* **Exercise requirements**: The lines to copy from the data below are those that hold the string "await".

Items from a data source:
::::::::::

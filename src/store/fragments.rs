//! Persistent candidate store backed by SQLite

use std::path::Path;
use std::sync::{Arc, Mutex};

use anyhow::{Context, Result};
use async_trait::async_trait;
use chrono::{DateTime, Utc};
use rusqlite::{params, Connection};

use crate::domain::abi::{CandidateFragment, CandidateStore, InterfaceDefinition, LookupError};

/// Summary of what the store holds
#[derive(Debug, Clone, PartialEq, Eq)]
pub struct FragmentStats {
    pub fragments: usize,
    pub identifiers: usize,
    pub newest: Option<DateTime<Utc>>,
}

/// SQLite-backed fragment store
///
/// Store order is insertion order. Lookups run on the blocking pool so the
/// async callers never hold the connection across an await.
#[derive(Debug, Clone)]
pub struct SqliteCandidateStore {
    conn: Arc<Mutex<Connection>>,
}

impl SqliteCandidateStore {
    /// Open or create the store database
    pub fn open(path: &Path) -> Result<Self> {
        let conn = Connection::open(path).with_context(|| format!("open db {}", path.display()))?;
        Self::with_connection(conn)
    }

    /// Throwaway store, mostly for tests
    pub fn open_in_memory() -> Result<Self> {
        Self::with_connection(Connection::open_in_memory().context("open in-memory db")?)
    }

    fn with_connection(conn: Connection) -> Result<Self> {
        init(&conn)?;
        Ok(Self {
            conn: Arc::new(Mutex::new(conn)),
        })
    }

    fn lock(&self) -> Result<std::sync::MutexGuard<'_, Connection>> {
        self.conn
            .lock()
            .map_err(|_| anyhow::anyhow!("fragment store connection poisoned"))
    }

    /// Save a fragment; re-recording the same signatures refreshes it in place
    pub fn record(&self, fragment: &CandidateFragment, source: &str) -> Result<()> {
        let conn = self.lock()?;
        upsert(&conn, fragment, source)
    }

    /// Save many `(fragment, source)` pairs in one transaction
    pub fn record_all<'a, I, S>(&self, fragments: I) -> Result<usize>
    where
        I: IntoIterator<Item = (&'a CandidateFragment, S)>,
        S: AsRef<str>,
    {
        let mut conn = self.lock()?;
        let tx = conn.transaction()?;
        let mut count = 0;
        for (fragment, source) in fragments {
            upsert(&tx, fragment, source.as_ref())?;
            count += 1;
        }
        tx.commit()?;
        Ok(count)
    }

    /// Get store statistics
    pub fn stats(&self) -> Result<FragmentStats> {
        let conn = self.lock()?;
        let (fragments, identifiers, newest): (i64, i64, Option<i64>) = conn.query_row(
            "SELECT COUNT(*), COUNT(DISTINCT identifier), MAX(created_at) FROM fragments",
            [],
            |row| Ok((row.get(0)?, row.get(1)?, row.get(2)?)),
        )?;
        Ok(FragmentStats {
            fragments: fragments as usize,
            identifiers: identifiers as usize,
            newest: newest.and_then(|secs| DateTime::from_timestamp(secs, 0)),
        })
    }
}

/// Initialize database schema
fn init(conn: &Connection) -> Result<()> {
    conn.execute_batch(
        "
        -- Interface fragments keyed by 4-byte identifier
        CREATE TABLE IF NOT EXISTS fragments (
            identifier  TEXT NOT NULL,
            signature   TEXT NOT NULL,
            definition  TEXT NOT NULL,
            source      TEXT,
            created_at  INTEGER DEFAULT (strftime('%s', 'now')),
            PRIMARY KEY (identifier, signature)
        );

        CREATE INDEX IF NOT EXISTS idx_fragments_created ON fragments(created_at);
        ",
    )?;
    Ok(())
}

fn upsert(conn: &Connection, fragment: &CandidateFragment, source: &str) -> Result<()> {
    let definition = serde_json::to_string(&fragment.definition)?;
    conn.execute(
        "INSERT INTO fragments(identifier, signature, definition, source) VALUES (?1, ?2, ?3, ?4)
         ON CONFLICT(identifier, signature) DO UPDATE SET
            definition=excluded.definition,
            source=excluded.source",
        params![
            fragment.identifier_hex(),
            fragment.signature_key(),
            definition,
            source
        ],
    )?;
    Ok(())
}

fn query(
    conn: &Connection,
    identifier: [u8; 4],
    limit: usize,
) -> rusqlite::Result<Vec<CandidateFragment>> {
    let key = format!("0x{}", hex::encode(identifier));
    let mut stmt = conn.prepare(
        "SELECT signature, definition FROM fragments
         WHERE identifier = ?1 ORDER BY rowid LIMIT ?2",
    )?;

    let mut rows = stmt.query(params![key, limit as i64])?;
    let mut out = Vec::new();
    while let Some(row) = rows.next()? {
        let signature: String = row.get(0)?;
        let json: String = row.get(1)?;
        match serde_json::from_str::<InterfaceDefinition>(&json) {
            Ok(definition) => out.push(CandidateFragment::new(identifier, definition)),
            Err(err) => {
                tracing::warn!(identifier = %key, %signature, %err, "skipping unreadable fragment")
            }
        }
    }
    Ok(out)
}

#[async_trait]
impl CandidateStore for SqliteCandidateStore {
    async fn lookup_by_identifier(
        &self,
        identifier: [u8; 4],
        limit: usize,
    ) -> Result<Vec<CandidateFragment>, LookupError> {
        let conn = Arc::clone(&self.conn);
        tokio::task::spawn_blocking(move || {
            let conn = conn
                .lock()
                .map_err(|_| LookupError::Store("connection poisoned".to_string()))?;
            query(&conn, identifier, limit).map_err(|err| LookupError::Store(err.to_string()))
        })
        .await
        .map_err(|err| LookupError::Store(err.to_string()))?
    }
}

::::::::::

* **Problem solution**:
/// async callers never hold the connection across an await.
        .await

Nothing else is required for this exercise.